Try it> All of the entries are to be printed exactly as they appear.

----------

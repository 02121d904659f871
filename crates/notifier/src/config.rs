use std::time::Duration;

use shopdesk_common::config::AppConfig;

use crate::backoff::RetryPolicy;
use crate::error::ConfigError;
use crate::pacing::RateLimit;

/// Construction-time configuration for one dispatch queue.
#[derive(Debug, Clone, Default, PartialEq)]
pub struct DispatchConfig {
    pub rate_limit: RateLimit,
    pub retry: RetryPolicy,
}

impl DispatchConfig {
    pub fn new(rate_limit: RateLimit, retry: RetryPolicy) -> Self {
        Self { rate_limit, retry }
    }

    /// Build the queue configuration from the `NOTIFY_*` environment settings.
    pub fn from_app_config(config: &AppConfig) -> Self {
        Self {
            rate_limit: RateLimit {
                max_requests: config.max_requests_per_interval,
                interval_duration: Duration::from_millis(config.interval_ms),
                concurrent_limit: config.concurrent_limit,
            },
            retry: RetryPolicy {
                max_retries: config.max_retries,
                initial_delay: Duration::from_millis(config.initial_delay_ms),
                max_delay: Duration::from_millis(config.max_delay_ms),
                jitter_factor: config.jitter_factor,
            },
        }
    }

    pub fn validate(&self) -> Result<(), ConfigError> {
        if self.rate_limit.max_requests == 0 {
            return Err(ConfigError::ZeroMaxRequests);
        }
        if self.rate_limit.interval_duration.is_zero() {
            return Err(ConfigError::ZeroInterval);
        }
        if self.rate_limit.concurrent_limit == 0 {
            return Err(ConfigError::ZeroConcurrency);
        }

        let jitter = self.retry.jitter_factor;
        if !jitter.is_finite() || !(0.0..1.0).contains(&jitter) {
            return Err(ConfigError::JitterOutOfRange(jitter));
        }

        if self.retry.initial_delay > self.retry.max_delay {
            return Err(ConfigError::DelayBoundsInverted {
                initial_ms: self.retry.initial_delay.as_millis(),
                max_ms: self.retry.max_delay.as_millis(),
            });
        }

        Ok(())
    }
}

----------

Result below>
repository 02121d904659f871
filename crates/notifier/src/config.rs
use std::time::Duration;

use shopdesk_common::config::AppConfig;

use crate::backoff::RetryPolicy;
use crate::error::ConfigError;
use crate::pacing::RateLimit;

/// Construction-time configuration for one dispatch queue.
#[derive(Debug, Clone, Default, PartialEq)]
pub struct DispatchConfig {
    pub rate_limit: RateLimit,
    pub retry: RetryPolicy,
}

impl DispatchConfig {
    pub fn new(rate_limit: RateLimit, retry: RetryPolicy) -> Self {
        Self { rate_limit, retry }
    }

    /// Build the queue configuration from the `NOTIFY_*` environment settings.
    pub fn from_app_config(config: &AppConfig) -> Self {
        Self {
            rate_limit: RateLimit {
                max_requests: config.max_requests_per_interval,
                interval_duration: Duration::from_millis(config.interval_ms),
                concurrent_limit: config.concurrent_limit,
            },
            retry: RetryPolicy {
                max_retries: config.max_retries,
                initial_delay: Duration::from_millis(config.initial_delay_ms),
                max_delay: Duration::from_millis(config.max_delay_ms),
                jitter_factor: config.jitter_factor,
            },
        }
    }

    pub fn validate(&self) -> Result<(), ConfigError> {
        if self.rate_limit.max_requests == 0 {
            return Err(ConfigError::ZeroMaxRequests);
        }
        if self.rate_limit.interval_duration.is_zero() {
            return Err(ConfigError::ZeroInterval);
        }
        if self.rate_limit.concurrent_limit == 0 {
            return Err(ConfigError::ZeroConcurrency);
        }

        let jitter = self.retry.jitter_factor;
        if !jitter.is_finite() || !(0.0..1.0).contains(&jitter) {
            return Err(ConfigError::JitterOutOfRange(jitter));
        }

        if self.retry.initial_delay > self.retry.max_delay {
            return Err(ConfigError::DelayBoundsInverted {
                initial_ms: self.retry.initial_delay.as_millis(),
                max_ms: self.retry.max_delay.as_millis(),
            });
        }

        Ok(())
    }
}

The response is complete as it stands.